The key reason many have cited for this disparity comes down to who was on the respective vessels. The people aboard the boat that sunk in the Mediterranean were migrants, mainly Pakistani and Afghan. Meanwhile, the passengers on the Titan were billionaires and multimillionaires (to give you an idea of how well off they were, their admittance onto the sub alone cost $250k a head). Knowing this, it’s hard not to conclude class played a major role in why the responses to these tragedies were so different, and why the incident which claimed by far the most lives received a fraction of the attention the other did.
When it comes to public interest though, I do think there are other factors for why people invested less into the story of the migrant ship than that of the submersible. We’ve all heard the phrase, ‘the death of one man is a tragedy but the death of a million is a statistic’; it’s a lot easier to read the bios circulating about each of the Titan passengers, get a sense of who they were and empathise with them, than it is to imagine the true scale and scope of the tragedy that occurred off the coast of Italy, especially when so much less is known about who those on board were.
I think too that people were more drawn to the submersible story specifically because of its link to the Titanic. Many have commented on there being significant parallels between the fate of the Titan and that of the Titanic itself – considering some of the details to come out suggesting the sub didn’t meet safety standards in the first place, many have rushed to point out that both stories share elements like the hubris of the wealthy, cut corners around precautions coming back to bite, and humans ultimately being powerless against the natural world.
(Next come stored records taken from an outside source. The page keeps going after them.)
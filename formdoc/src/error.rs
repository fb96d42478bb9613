use thiserror::Error;

/// Errors produced by form and path operations.
///
/// All variants are recoverable conditions. A caller that wants the
/// permissive behavior of the original editors (ignore bad edits) can match
/// and drop them; nothing here should abort a running session.
#[derive(Debug, Error)]
pub enum FormError {
    /// An edit targeted a field name absent from the document.
    #[error("field not found: {name}")]
    FieldNotFound {
        /// The missing field name.
        name: String,
    },

    /// A template declared the same field name twice.
    #[error("duplicate field name: {name}")]
    DuplicateField {
        /// The repeated field name.
        name: String,
    },

    /// A path update was invoked with a zero-length path.
    #[error("empty update path")]
    EmptyPath,

    /// A value does not match the type expected for a field.
    #[error("type mismatch at '{path}': expected {expected}, got {actual}")]
    TypeMismatch {
        /// Field name or dotted path of the offending value.
        path: String,
        /// Expected type description.
        expected: String,
        /// Actual value rendered as text.
        actual: String,
    },

    /// A template failed to parse as a field list.
    #[error("template parse error: {0}")]
    Template(#[from] serde_json::Error),
}
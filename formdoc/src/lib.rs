//! # formdoc
//!
//! A schema-driven form model for editable documents.
//!
//! formdoc turns a declarative field list (a JSON array of typed field
//! descriptors) into an editable, grouped form state, and provides the pure
//! path-update primitive used to fold single-field edits back into nested
//! document records.
//!
//! ## Features
//!
//! - Typed field descriptors: text, boolean and number fields with labels,
//!   groups and required markers
//! - Deterministic grouping in first-seen order for display
//! - Immutable change handling: every edit returns a new form state
//! - Synchronous change notification for presentation layers
//! - Pure "set at path" updates over nested JSON maps, creating missing
//!   intermediate nodes
//!
//! ## Quick Start
//!
//! ```rust
//! use formdoc::data::Document;
//! use formdoc::form::FormState;
//! use serde_json::json;
//!
//! let doc = Document::from_str(
//!     r#"[{"name": "shipper.name", "label": "Name", "type": "text",
//!          "value": "", "required": true, "group": "Shipper"}]"#,
//! )
//! .unwrap();
//!
//! let state = FormState::from(doc);
//! let state = state.set_value("shipper.name", json!("ACME")).unwrap();
//! assert_eq!(state.fields()[0].value, json!("ACME"));
//! ```
//!
//! ## Modules
//!
//! - [`data`] - Field descriptors and document templates
//! - [`form`] - Renderer state, grouping, and change handling
//! - [`path`] - Pure nested path updates
//! - [`error`] - Error types for form and path operations

/// Field and document data structures.
pub mod data;

/// Error types for form and path operations.
pub mod error;

/// Renderer state for editable, grouped field lists.
pub mod form;

/// Pure "set at path" updates over nested JSON maps.
pub mod path;

pub use error::FormError;
pub use serde_json::Value;
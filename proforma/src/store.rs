//! Typed state container for AI analysis requests.
//!
//! Explicit state, action, and reducer types per slice. Transitions are
//! pure functions from (state, action) to a new state; the store only owns
//! the current snapshot.

use serde_json::Value;

use crate::ai::AiClient;

/// Lifecycle of an analysis request.
#[derive(Debug, Clone, Copy, PartialEq, Eq, Default)]
pub enum RequestStatus {
    /// No request issued yet.
    #[default]
    Idle,
    /// Request in flight.
    Loading,
    /// Last request completed with a response.
    Succeeded,
    /// Last request failed.
    Failed,
}

/// State slice for the AI collaborator.
#[derive(Debug, Clone, PartialEq, Default)]
pub struct AiState {
    /// Current request lifecycle position.
    pub status: RequestStatus,
    /// Failure message of the last rejected request.
    pub error: Option<String>,
    /// Messages returned by the last successful request.
    pub messages: Vec<Value>,
}

/// Transitions applied to [`AiState`].
#[derive(Debug, Clone)]
pub enum AiAction {
    /// A request was issued.
    AnalyzePending,
    /// The request completed with these messages.
    AnalyzeFulfilled(Vec<Value>),
    /// The request failed with this message.
    AnalyzeRejected(String),
}

/// Pure transition from the current state and an action to the next state.
pub fn reduce(state: &AiState, action: AiAction) -> AiState {
    match action {
        AiAction::AnalyzePending => AiState {
            status: RequestStatus::Loading,
            error: None,
            messages: state.messages.clone(),
        },
        AiAction::AnalyzeFulfilled(messages) => AiState {
            status: RequestStatus::Succeeded,
            error: None,
            messages,
        },
        AiAction::AnalyzeRejected(message) => AiState {
            status: RequestStatus::Failed,
            error: Some(message),
            messages: state.messages.clone(),
        },
    }
}

/// Store owning the AI slice and driving requests through it.
#[derive(Default)]
pub struct Store {
    ai: AiState,
}

impl Store {
    /// The current AI slice snapshot.
    pub fn ai(&self) -> &AiState {
        &self.ai
    }

    /// Apply one action to the AI slice.
    pub fn dispatch(&mut self, action: AiAction) {
        debug!("dispatching {action:?}");
        self.ai = reduce(&self.ai, action);
    }

    /// Run one analysis request through pending/fulfilled/rejected.
    ///
    /// Transport and HTTP failures land in [`AiState::error`] rather than
    /// propagating; the returned state reflects the final status.
    pub async fn analyze_file(&mut self, client: &AiClient, prompt: &str, file: &str) -> &AiState {
        self.dispatch(AiAction::AnalyzePending);
        match client.analyze(prompt, file).await {
            Ok(body) => {
                let messages = match body {
                    Value::Array(items) => items,
                    other => vec![other],
                };
                self.dispatch(AiAction::AnalyzeFulfilled(messages));
            }
            Err(e) => self.dispatch(AiAction::AnalyzeRejected(format!("{e:#}"))),
        }
        &self.ai
    }
}
//! Field and document data structures.
//!
//! This module provides the data model for schema-driven forms:
//!
//! - Field descriptor parsing and per-kind value normalization
//! - Document templates built from JSON field lists
//! - Nested record assembly from dotted field names
//!
//! ## Architecture
//!
//! - [`field`] - Field descriptors, kinds, editors, and value normalization
//! - [`document`] - Document templates and record assembly

/// Field descriptors, kinds, editors, and value normalization.
pub mod field;

/// Document templates parsed from JSON field lists.
pub mod document;

pub use document::Document;
pub use field::{Editor, FieldDescriptor, FieldKind};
It’s a point of interest for people, these parallels, just as it was a point of interest being able to find out who the people on the sub were, and (as mentioned earlier) having to wait to find out whether the story would have a happy or tragic ending. All of this did, I think, contribute to people’s fascination with the story. But at the same time, while there are a few understandable reasons the public might be more drawn to the submersible story, it’s still hard to reconcile the disparity between the attention given to each tragedy, and specifically, the response from governments (and other agencies) and the media.
Both of these incidents are tragedies. Both impacted more than those on board the vessels; their loved ones too are affected. And I recognise I am kind of comparing tragedies, which is always a messy business, but it sort of seems like the world already has compared the two and decided which one it cares most about – and they’ve chosen to care about the known-to-be-dangerous trip the rich folk went on for recreation, not the trip made out of desperation by hundreds of less well off people.
We have room to care about both tragedies, and we have the resources too. We need to be mindful of when important stories don’t receive enough attention. And we need to try and make sure that resources and coverage aren’t attributed to just the most ‘sensational’ story of the week, but in fact distributed fairly, and where they are most needed.